Peel the carrots and turnips. Cut the carrots into thick sticks about 3" long. Cut the turnips in half and then slice into half-moons. Heat the oil in a large skillet with a cover over medium heat. Add the carrots and turnips and toss to coat in oil. Sprinkle with the salt. Cook for 5 minutes, stirring occasionally. Add the Marsala and cover the pan. Cook for another 5 minutes until the wine has evaporated and the vegetables are tender. Sprinkle with parsley and black pepper. Serve hot.

Adapted from 1000 Italian Recipes by Michele Scicolone, Wiley Publishing, Inc., 2004.

Monday, July 7, 2014

Apple Cinnamon Granola

My breakfast: granola with strawberries and yogurt. Yum!

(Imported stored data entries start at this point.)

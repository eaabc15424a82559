use aggregator::config::AggregatorConfig;
use gateway::config::Config as GatewayConfig;
use serde::Deserialize;
use std::fs::File;

#[derive(Deserialize)]
pub struct MetricsConfig {
    pub statsd_host: String,
    pub statsd_port: u16,
}

#[derive(Deserialize)]
pub struct LoggingConfig {
    pub sentry_dsn: String,
}

#[derive(Deserialize)]
pub struct CommonConfig {
    pub metrics: Option<MetricsConfig>,
    pub logging: Option<LoggingConfig>,
}

#[derive(Deserialize)]
pub struct Config {
    #[serde(flatten)]
    pub common: CommonConfig,
    pub gateway: GatewayConfig,
    pub aggregator: AggregatorConfig,
}

impl Config {
    pub fn from_file(path: &std::path::Path) -> Result<Self, ConfigError> {
        let file = File::open(path)?;
        let data = serde_yaml::from_reader(file)?;

        Ok(data)
    }
}

#[derive(thiserror::Error, Debug)]
pub enum ConfigError {
    #[error("could not load config from file: {0}")]
    LoadError(#[from] std::io::Error),
    #[error("could not parse config: {0}")]
    ParseError(#[from] serde_yaml::Error),
}
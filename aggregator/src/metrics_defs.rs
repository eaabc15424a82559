//! Metrics definitions for the aggregation core.

use shared::metrics_defs::{MetricDef, MetricType};

pub const RESULT_CACHE_HIT: MetricDef = MetricDef {
    name: "result_cache.hit",
    metric_type: MetricType::Counter,
    description: "Number of aggregations served from the result cache",
};

pub const RESULT_CACHE_MISS: MetricDef = MetricDef {
    name: "result_cache.miss",
    metric_type: MetricType::Counter,
    description: "Number of aggregations that missed the result cache",
};

pub const BREAKER_OPENED: MetricDef = MetricDef {
    name: "breaker.opened",
    metric_type: MetricType::Counter,
    description: "Number of breaker transitions to the open state",
};

pub const BREAKER_REJECTED: MetricDef = MetricDef {
    name: "breaker.rejected",
    metric_type: MetricType::Counter,
    description: "Number of calls short-circuited by an open breaker",
};

pub const UPSTREAM_CALLS: MetricDef = MetricDef {
    name: "upstream.calls",
    metric_type: MetricType::Counter,
    description: "Settled upstream calls. Tagged with upstream, outcome.",
};

pub const AGGREGATION_DURATION: MetricDef = MetricDef {
    name: "aggregate.duration",
    metric_type: MetricType::Histogram,
    description: "Time to fan out and merge one aggregation, in seconds",
};

// TODO: collect these via a macro instead of listing them by hand.
pub const ALL_METRICS: &[MetricDef] = &[
    RESULT_CACHE_HIT,
    RESULT_CACHE_MISS,
    BREAKER_OPENED,
    BREAKER_REJECTED,
    UPSTREAM_CALLS,
    AGGREGATION_DURATION,
];
use serde::Deserialize;
use thiserror::Error;

#[derive(Error, Debug, PartialEq, Eq)]
pub enum ValidationError {
    #[error("port cannot be 0")]
    InvalidPort,
}

/// Gateway listener configuration.
#[derive(Clone, Debug, Deserialize, PartialEq)]
pub struct Config {
    /// Main listener for API requests.
    pub listener: Listener,
    /// Admin listener for health and readiness endpoints.
    pub admin_listener: Listener,
}

impl Config {
    pub fn validate(&self) -> Result<(), ValidationError> {
        self.listener.validate()?;
        self.admin_listener.validate()
    }
}

/// Network listener configuration.
#[derive(Clone, Debug, Deserialize, PartialEq)]
pub struct Listener {
    /// Host address to bind to (e.g., "0.0.0.0" or "127.0.0.1").
    pub host: String,
    /// Port number to listen on.
    pub port: u16,
}

impl Listener {
    pub fn validate(&self) -> Result<(), ValidationError> {
        if self.port == 0 {
            return Err(ValidationError::InvalidPort);
        }
        Ok(())
    }
}
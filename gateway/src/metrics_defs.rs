//! Metrics definitions for the gateway.

use shared::metrics_defs::{MetricDef, MetricType};

pub const REQUESTS: MetricDef = MetricDef {
    name: "gateway.requests",
    metric_type: MetricType::Counter,
    description: "Number of requests entering the filter chain",
};

pub const REQUEST_DURATION: MetricDef = MetricDef {
    name: "gateway.request.duration",
    metric_type: MetricType::Histogram,
    description: "Request duration through the whole chain in seconds. Tagged with status class.",
};

pub const ALL_METRICS: &[MetricDef] = &[REQUESTS, REQUEST_DURATION];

As I said last year, the low-sugar granola recipe is one of the most popular here. Here's yet another version of this: apple-cinnamon. Boosted the cinnamon a bit, added a touch of powdered ginger, dried apples, and raisins, though like my dear friend Deb, I like to add the dried fruit as I eat it, so I can eat what I feel like that day.

Apple Cinnamon Granola
(serves about 8-10)

3 cups rolled oats (not quick or instant)
½ cup shredded unsweetened coconut
¼ cup honey, heated in the microwave until pourable
1 cup silvered or sliced almonds
1 teaspoon ground cinnamon
½ teaspoon powdered ginger
a large pinch of salt
½ teaspoon vanilla extract
½ cup diced dried apples
½ cup raisins

Preheat oven to 350° F. Combine oats, nuts, coconut, cinnamon, honey and salt in a large heatproof bowl. Dump onto a large rimmed cookie sheet. Don't clean out of the bowl; you'll be using it again. Bake for 25-30 minutes, stirring it every 10 minutes so that it browns evenly. Keep an eye on it near the end of baking so that it doesn't burn. Transfer the hot granola from the cookie sheet back to the bowl. Drizzle on the vanilla and stir. Allow to cool and mix in the dried fruit. Store in a cool, dry place.